Rhizobium radiobacter C58 was found to convert 4-hydroxyisoleucine (HIL) and 2-amino-3-methyl-4-ketopentanoate (AMKP), bioactive oxidative derivatives of l-isoleucine, in both cases producing 2-aminobutyrate. Three native enzymes involved in these metabolisms were purified by column chromatography and successfully identified.
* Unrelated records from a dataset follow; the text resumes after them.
//! DRC error types

use thiserror::Error;

/// Malformed rule text, with the 1-based position it was found at
#[derive(Debug, Clone, PartialEq, Eq, Error)]
#[error("line {line}, column {column}: {message}")]
pub struct ParseError {
    pub line: usize,
    pub column: usize,
    pub message: String,
}

impl ParseError {
    pub fn new(line: usize, column: usize, message: impl Into<String>) -> Self {
        Self { line, column, message: message.into() }
    }
}

/// Engine-level failures
#[derive(Debug, Clone, PartialEq, Error)]
pub enum DrcError {
    #[error("rule compilation failed: {0}")]
    Parse(#[from] ParseError),
    #[error("DRC engine has no compiled rules")]
    NotReady,
    #[error("DRC run already in progress")]
    AlreadyRunning,
    #[error("cannot recompile rules while a DRC run is in progress")]
    EngineBusy,
    #[error("DRC engine has been torn down")]
    TornDown,
}

pub type DrcResult<T> = Result<T, DrcError>;
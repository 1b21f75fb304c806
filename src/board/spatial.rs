//! Spatial indexing for DRC candidate pair filtering
//!
//! Board items are indexed by their bounding boxes in an R-tree so providers
//! only test pairs whose boxes come within the worst-case constraint distance.

use super::types::BoardItem;
use rstar::{RTree, RTreeObject, AABB};

/// Item wrapper for R-tree spatial indexing
#[derive(Clone, Debug)]
pub struct IndexedItem {
    /// Position of the item in `Board::items`
    pub index: usize,
    pub id: u64,
    pub bounds: AABB<[f64; 2]>,
}

impl IndexedItem {
    pub fn new(index: usize, item: &BoardItem) -> Self {
        let b = item.bounds();
        Self {
            index,
            id: item.id,
            bounds: AABB::from_corners([b[0], b[1]], [b[2], b[3]]),
        }
    }
}

impl RTreeObject for IndexedItem {
    type Envelope = AABB<[f64; 2]>;
    fn envelope(&self) -> Self::Envelope {
        self.bounds
    }
}

impl rstar::PointDistance for IndexedItem {
    fn distance_2(&self, point: &[f64; 2]) -> f64 {
        self.bounds.distance_2(point)
    }
}

/// Build an R-tree over the items accepted by `filter`
pub fn build_index<F>(items: &[BoardItem], filter: F) -> RTree<IndexedItem>
where
    F: Fn(&BoardItem) -> bool,
{
    let entries: Vec<IndexedItem> = items
        .iter()
        .enumerate()
        .filter(|(_, item)| filter(item))
        .map(|(i, item)| IndexedItem::new(i, item))
        .collect();
    RTree::bulk_load(entries)
}

/// Search envelope: item bounds grown by `margin` on every side
pub fn search_envelope(item: &BoardItem, margin: f64) -> AABB<[f64; 2]> {
    let b = item.bounds();
    AABB::from_corners([b[0] - margin, b[1] - margin], [b[2] + margin, b[3] + margin])
}

/// Candidate pairs (i < j, by item index) whose boxes are within `margin`
pub fn candidate_pairs(
    items: &[BoardItem],
    index: &RTree<IndexedItem>,
    margin: f64,
) -> Vec<(usize, usize)> {
    let mut pairs = Vec::new();
    for entry in index.iter() {
        let envelope = search_envelope(&items[entry.index], margin);
        for neighbor in index.locate_in_envelope_intersecting(&envelope) {
            // Only check each pair once
            if entry.index < neighbor.index {
                pairs.push((entry.index, neighbor.index));
            }
        }
    }
    pairs.sort_unstable();
    pairs
}

#[cfg(test)]
mod tests {
    use super::*;
    use crate::board::types::{ItemGeometry, LayerSet, Point};

    fn via(id: u64, x: f64) -> BoardItem {
        BoardItem::new(
            id,
            LayerSet::outer_copper(),
            ItemGeometry::Via {
                at: Point::new(x, 0.0),
                diameter: 0.6,
                drill: 0.3,
                via_type: Default::default(),
            },
        )
    }

    #[test]
    fn test_candidate_pairs_respect_margin() {
        let items = vec![via(1, 0.0), via(2, 1.0), via(3, 10.0)];
        let index = build_index(&items, |_| true);

        // 0.4mm gap between the first two vias
        assert_eq!(candidate_pairs(&items, &index, 0.5), vec![(0, 1)]);
        assert!(candidate_pairs(&items, &index, 0.1).is_empty());
    }
}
In this strain, HIL was converted to acetaldehyde and 2-aminobutyrate by coupling action of the transaminase rrIlvE and the aldolase HkpA. AMKP was also converted to acetate and 2-aminobutyrate by coupling action of rrIlvE and a hydrolase DkhA. In the multi-enzymatic reactions, HkpA catalyzes the retro-aldol reaction of 4-hydroxy-3-methyl-2-ketopentanoate into acetaldehyde and 2-ketobutyrate, and DkhA catalyzes hydrolytic cleavage of the carbon-carbon bond of 2,4-diketo-3-methylpentanoate into acetate and 2-ketobutyrate. rrIlvE catalyzes reversible transamination between HIL and 4-hydroxy-3-methyl-2-ketopentanoate, AMKP and 2,4-diketo-3-methylpentanoate, and 2-ketobutyrate and 2-aminobutyrate. The results suggested that the conversion activity of Rhizobium bacteria plays an important role in the complex biological metabolic networks associated with HIL and AMKP.